EXERCISE BRIEF> After going through the data, give the number of lines that contain the word "ConflictKey" as your sole answer.

[Saved data entries]
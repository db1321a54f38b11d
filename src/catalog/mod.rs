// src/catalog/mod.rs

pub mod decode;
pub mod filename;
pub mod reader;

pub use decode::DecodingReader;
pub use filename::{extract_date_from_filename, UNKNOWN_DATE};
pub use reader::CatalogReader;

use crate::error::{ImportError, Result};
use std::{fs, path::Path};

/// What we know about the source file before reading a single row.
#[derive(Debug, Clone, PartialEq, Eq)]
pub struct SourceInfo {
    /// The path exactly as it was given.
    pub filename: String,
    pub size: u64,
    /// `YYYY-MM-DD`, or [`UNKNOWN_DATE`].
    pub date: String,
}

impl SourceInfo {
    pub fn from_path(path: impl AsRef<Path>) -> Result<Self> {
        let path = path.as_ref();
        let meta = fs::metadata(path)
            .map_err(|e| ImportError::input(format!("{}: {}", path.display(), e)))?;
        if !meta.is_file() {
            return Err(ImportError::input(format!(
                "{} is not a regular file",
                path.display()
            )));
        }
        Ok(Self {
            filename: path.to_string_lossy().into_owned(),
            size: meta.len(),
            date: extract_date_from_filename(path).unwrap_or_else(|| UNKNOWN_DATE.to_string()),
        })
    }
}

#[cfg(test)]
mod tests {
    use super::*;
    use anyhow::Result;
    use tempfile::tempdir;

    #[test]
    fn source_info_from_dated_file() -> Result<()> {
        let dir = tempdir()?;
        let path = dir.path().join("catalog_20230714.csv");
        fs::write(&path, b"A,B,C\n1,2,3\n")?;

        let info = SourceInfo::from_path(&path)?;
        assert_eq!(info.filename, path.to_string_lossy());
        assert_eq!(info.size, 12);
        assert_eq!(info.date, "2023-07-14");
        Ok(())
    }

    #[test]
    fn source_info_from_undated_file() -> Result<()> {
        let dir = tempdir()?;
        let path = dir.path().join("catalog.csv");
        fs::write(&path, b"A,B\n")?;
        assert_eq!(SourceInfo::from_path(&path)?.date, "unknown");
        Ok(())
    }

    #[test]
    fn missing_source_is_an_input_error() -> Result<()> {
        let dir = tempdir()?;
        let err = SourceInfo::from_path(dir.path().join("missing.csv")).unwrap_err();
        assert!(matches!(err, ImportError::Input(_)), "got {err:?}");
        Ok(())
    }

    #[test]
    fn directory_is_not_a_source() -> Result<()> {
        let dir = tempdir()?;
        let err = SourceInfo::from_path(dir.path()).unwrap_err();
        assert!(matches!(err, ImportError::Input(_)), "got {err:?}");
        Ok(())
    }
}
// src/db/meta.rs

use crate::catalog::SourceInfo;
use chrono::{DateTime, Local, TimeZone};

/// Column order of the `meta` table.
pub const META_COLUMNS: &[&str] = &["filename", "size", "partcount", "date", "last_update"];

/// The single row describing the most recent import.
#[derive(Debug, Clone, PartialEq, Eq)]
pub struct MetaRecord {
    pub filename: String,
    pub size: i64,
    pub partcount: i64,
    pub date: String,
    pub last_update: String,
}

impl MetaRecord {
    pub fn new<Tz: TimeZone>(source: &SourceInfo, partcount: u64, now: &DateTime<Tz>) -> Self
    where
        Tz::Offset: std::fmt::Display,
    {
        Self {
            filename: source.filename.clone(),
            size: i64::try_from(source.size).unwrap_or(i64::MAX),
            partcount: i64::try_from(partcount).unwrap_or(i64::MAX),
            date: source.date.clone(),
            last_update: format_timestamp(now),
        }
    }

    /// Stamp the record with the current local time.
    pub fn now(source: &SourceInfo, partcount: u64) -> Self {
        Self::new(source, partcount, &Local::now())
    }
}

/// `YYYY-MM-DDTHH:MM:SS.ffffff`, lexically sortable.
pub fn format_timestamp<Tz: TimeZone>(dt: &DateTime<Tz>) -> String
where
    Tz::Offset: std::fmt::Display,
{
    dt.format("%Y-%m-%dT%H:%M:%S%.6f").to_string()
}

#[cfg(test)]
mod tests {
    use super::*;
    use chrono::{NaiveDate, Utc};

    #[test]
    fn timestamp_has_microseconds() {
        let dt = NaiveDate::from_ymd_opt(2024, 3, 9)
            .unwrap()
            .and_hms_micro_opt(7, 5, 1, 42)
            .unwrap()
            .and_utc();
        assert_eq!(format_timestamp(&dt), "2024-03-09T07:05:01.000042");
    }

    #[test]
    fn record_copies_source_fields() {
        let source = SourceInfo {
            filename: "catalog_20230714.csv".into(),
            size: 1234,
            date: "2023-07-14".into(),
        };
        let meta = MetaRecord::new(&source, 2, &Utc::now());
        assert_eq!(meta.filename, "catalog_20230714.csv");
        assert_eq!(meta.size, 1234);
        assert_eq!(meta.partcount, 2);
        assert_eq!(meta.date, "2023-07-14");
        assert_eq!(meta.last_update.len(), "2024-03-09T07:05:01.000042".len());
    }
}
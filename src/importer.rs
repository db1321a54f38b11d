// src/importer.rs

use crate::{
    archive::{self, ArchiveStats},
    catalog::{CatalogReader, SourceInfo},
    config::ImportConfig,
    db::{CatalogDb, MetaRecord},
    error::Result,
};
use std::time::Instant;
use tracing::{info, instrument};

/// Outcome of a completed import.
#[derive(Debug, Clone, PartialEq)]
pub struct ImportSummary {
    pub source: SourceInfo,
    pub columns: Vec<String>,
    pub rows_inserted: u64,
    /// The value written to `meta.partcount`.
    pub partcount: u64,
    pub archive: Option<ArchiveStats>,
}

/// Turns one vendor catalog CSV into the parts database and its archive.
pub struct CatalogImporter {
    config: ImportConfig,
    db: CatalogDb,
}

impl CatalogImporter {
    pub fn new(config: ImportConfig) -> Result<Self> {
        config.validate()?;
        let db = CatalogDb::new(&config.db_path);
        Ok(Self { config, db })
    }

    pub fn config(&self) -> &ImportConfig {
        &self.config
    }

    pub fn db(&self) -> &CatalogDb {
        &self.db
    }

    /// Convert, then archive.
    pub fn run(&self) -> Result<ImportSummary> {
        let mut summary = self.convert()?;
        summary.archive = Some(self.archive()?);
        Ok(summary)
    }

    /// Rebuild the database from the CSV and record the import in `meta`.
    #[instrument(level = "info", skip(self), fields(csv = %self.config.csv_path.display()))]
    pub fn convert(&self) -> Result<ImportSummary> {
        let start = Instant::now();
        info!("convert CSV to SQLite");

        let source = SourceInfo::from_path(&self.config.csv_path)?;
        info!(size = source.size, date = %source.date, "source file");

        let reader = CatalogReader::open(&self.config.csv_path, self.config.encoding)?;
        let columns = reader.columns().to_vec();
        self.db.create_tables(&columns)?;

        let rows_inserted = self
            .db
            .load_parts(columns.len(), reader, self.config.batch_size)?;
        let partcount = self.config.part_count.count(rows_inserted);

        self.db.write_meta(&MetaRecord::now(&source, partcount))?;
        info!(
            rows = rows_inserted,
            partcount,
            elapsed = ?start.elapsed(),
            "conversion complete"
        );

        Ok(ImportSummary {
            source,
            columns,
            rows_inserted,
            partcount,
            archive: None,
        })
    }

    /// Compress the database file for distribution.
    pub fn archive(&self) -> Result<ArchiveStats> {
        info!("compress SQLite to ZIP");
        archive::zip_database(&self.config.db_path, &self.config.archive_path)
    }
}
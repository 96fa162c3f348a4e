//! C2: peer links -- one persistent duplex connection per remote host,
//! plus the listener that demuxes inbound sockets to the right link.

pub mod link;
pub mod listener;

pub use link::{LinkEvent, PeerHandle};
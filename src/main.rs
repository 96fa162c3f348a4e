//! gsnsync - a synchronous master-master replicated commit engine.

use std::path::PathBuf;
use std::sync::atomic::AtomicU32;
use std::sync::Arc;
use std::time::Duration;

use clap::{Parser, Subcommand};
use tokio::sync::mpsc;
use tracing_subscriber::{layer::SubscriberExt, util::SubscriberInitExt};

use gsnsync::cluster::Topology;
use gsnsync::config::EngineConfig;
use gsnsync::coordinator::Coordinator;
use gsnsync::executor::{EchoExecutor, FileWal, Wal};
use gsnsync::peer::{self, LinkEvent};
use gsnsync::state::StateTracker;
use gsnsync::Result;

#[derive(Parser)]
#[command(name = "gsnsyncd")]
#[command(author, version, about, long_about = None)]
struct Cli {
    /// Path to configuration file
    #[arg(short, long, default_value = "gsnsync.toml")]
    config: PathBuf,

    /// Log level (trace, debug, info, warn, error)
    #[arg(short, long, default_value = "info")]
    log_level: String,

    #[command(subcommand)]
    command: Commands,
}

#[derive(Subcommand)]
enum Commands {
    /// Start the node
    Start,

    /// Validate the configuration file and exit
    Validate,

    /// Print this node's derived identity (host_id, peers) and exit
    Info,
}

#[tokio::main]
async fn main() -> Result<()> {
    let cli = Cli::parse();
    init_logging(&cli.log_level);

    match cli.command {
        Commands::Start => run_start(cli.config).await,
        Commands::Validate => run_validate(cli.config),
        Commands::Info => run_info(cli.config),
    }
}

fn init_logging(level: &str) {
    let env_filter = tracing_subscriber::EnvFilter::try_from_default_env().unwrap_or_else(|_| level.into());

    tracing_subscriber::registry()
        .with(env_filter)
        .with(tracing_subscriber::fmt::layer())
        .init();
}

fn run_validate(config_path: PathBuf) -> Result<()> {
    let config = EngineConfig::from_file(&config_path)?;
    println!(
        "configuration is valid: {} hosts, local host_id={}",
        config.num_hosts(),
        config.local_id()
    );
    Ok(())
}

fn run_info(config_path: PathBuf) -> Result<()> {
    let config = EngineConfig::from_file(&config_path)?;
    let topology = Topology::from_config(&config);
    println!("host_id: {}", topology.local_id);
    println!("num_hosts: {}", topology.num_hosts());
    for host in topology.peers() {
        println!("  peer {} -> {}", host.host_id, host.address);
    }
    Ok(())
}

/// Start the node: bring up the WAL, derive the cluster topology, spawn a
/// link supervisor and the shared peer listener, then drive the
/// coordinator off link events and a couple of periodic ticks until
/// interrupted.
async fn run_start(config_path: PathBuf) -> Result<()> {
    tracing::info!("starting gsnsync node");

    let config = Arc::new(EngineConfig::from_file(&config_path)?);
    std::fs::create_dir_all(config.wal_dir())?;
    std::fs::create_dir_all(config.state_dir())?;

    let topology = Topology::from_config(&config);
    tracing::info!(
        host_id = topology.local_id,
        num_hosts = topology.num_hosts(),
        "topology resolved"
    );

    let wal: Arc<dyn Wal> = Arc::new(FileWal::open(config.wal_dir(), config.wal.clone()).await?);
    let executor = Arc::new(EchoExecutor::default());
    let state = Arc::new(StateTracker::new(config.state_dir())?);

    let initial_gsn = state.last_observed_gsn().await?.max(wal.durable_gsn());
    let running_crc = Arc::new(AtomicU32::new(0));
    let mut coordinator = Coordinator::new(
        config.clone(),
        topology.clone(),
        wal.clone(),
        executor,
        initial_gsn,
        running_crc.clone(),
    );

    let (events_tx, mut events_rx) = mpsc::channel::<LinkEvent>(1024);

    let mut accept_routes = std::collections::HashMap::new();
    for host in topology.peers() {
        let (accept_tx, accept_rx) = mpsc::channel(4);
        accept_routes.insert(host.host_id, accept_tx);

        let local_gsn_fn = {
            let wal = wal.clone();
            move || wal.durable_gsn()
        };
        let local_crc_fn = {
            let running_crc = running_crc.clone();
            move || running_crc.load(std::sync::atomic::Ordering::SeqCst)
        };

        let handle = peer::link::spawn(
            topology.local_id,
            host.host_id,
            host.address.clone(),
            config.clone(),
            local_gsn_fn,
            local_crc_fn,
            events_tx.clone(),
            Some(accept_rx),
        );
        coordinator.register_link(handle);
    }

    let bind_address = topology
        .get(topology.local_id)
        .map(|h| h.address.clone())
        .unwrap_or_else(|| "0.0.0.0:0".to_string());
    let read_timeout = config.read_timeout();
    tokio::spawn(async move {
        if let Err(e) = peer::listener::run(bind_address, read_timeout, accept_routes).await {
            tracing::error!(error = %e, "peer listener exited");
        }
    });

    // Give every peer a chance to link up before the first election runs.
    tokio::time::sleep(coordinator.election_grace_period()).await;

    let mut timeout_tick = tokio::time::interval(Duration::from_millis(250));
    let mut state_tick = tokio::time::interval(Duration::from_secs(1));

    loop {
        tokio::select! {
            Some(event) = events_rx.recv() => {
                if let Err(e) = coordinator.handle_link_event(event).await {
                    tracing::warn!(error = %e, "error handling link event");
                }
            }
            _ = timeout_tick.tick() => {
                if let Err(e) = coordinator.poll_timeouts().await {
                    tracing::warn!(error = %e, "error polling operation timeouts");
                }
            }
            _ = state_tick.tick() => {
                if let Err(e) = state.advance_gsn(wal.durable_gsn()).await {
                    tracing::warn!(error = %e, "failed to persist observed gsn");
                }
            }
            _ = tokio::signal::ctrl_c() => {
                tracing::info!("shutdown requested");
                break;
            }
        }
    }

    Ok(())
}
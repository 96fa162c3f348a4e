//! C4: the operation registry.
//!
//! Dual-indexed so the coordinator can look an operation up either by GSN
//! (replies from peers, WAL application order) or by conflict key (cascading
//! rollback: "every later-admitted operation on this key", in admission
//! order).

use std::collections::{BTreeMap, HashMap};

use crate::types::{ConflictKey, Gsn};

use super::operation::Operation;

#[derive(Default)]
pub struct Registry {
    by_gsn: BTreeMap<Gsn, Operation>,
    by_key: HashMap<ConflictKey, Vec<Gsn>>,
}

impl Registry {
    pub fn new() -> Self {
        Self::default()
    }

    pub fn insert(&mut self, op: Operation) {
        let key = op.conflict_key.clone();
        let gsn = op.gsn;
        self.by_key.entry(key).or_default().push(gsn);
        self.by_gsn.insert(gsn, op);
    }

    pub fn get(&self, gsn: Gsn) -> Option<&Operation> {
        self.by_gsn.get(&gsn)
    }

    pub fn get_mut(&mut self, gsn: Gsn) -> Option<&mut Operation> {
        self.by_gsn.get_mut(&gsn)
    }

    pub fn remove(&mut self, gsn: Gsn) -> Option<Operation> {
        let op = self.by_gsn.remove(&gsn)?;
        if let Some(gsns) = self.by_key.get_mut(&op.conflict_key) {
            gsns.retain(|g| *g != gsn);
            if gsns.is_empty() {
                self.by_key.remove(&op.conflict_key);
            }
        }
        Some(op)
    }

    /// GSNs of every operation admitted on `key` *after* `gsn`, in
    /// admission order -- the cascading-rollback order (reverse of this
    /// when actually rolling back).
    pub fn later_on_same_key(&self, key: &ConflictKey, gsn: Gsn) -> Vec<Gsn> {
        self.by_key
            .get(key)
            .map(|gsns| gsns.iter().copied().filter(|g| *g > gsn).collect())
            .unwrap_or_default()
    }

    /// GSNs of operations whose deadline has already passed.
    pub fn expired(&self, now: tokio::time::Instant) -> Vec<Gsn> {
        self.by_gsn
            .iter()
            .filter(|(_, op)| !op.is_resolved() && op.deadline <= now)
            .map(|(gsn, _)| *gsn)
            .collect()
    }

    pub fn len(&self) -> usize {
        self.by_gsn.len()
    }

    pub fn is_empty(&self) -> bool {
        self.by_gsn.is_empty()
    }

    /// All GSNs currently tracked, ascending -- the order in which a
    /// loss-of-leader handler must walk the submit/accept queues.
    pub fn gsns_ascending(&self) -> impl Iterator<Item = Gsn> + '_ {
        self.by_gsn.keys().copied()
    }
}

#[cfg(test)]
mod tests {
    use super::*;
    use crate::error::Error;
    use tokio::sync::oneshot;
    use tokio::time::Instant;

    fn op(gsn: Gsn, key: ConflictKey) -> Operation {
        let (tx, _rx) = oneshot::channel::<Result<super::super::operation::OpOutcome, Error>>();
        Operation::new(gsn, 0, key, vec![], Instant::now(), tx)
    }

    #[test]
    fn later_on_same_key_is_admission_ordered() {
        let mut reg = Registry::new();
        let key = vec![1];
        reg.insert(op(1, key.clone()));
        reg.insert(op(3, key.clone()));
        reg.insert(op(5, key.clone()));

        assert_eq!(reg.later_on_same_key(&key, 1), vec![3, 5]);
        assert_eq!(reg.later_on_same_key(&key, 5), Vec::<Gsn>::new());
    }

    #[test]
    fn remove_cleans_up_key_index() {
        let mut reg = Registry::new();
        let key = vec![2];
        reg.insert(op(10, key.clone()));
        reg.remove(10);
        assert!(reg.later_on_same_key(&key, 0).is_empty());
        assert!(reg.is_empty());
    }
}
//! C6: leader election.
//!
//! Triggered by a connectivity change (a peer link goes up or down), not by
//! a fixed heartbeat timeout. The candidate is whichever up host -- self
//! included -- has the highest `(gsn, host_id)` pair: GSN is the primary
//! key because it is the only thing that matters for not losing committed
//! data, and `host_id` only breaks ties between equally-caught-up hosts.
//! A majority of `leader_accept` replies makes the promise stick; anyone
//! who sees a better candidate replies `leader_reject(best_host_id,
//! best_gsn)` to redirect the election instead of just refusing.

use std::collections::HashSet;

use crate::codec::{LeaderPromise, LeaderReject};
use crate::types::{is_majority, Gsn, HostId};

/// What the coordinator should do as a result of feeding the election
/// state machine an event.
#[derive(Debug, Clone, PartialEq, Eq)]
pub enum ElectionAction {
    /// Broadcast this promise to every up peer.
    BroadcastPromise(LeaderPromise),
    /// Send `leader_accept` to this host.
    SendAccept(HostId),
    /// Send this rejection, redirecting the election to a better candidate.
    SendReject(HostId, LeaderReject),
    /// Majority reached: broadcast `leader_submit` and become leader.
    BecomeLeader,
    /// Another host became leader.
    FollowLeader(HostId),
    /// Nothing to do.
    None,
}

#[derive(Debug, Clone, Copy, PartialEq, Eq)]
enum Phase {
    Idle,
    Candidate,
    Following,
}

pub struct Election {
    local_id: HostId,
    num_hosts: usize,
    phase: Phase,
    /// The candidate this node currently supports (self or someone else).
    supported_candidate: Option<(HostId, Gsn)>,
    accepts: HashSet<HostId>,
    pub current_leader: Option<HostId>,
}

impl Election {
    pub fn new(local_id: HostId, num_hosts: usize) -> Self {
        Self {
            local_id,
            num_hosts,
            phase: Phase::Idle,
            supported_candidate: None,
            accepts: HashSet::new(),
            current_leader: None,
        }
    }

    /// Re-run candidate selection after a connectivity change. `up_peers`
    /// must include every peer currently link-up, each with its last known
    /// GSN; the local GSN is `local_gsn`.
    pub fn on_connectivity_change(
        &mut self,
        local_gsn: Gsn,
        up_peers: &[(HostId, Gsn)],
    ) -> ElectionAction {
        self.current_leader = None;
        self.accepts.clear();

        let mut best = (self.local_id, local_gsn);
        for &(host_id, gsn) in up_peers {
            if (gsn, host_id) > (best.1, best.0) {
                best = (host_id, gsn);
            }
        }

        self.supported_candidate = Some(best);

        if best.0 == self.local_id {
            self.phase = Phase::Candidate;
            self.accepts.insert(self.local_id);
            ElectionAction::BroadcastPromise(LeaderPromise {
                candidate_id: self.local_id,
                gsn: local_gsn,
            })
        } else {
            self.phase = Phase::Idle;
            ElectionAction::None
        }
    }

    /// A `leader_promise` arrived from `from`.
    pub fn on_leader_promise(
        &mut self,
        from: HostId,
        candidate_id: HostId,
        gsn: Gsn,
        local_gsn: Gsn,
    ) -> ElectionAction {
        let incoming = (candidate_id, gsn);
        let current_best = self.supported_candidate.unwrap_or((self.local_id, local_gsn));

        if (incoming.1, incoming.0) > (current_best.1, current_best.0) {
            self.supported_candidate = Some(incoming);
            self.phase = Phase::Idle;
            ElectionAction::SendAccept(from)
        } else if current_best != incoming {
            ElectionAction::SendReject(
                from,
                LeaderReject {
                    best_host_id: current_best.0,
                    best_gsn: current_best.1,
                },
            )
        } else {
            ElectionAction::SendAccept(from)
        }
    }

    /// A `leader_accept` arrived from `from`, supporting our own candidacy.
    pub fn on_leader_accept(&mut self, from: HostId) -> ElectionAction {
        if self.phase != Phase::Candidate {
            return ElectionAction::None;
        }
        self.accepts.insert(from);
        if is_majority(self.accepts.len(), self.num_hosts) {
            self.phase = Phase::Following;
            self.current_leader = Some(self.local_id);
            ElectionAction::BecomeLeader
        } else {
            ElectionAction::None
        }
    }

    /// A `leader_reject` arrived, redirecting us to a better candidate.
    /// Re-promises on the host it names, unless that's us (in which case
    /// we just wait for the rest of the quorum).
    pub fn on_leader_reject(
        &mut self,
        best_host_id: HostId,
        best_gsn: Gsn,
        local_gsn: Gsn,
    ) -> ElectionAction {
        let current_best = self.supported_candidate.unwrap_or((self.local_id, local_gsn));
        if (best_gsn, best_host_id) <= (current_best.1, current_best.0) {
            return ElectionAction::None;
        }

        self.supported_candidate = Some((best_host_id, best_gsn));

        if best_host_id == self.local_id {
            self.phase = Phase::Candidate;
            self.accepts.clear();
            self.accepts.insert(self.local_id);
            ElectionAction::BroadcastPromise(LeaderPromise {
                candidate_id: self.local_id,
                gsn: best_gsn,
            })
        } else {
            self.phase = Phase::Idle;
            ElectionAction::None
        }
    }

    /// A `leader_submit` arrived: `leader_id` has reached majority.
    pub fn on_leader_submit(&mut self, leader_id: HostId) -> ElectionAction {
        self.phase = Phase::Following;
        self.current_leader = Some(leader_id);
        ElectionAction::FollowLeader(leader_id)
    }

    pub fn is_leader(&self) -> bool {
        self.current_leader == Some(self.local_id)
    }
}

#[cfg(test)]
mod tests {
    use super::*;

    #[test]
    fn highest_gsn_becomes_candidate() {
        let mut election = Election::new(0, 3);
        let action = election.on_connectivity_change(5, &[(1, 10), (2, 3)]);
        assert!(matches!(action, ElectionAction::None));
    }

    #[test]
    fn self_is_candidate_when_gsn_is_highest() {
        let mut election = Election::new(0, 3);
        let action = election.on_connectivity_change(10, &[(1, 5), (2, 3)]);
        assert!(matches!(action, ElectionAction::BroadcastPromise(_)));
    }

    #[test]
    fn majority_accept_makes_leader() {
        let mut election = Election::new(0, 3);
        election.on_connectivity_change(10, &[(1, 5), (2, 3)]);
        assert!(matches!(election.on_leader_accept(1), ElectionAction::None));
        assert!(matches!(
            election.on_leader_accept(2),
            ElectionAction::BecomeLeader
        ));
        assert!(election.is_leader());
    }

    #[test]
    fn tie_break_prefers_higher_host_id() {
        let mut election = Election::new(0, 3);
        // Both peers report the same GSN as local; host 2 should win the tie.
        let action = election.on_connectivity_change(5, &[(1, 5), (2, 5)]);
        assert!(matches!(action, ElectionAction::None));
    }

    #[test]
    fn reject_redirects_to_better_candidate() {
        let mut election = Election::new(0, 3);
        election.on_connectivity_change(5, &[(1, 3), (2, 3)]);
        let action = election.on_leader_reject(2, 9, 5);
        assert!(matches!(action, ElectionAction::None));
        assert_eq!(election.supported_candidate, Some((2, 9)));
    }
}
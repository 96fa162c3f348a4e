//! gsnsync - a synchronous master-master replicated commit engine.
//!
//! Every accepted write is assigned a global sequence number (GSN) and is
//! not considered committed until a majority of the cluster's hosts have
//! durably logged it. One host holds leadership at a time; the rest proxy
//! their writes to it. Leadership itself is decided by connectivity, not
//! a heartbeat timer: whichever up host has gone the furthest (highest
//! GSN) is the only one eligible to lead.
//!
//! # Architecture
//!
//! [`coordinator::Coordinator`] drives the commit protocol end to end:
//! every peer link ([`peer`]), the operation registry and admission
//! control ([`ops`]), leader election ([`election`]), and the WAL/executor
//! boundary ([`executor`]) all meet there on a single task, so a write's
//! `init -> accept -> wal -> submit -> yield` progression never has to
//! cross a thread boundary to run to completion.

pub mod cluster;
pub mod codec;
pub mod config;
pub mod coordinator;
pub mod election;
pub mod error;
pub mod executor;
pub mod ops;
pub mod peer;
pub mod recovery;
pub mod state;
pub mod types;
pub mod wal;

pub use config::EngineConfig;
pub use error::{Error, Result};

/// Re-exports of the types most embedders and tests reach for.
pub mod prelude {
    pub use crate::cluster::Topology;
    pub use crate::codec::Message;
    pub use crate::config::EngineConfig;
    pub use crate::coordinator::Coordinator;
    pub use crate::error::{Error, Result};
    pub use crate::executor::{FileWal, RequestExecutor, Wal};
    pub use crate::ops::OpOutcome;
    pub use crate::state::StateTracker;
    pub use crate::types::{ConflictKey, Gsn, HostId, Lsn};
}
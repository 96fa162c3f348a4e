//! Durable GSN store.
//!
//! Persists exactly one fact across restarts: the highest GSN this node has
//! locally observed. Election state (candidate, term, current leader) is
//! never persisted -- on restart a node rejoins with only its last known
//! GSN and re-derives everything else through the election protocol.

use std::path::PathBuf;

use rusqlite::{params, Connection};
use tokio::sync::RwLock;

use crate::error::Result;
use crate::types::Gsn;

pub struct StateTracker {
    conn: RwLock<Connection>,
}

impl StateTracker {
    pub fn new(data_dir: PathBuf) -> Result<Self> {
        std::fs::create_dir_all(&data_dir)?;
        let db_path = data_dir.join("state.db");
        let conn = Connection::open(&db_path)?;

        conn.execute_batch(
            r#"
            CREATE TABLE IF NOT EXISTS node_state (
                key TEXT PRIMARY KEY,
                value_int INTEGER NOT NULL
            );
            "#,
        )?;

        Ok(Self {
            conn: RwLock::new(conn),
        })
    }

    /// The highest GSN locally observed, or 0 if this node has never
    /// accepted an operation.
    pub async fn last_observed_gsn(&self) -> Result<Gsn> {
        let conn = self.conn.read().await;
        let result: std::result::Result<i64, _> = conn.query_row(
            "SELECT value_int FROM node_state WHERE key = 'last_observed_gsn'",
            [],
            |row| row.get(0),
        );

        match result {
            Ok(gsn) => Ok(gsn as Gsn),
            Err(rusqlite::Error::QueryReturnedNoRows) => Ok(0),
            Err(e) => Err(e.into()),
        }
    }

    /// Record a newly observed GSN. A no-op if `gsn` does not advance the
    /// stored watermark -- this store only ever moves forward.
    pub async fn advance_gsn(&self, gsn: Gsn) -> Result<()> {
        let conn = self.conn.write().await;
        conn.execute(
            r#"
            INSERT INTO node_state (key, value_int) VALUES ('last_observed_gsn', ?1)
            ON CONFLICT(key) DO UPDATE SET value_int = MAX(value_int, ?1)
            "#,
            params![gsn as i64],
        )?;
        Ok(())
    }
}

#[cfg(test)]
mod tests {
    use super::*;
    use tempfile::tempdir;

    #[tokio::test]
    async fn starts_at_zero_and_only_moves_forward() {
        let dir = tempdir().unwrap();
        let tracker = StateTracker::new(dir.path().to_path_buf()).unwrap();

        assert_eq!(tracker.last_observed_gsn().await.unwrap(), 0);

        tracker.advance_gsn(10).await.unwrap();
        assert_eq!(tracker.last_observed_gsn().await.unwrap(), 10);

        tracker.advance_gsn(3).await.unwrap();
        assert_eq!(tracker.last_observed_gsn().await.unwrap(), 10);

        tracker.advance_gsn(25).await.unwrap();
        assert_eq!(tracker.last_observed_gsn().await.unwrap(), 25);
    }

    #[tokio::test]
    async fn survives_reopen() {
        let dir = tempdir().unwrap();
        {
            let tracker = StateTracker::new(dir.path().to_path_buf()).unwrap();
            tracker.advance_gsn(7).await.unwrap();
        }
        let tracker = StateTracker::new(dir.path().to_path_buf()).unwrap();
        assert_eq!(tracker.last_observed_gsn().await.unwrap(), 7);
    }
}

TASK SOLUTION> 5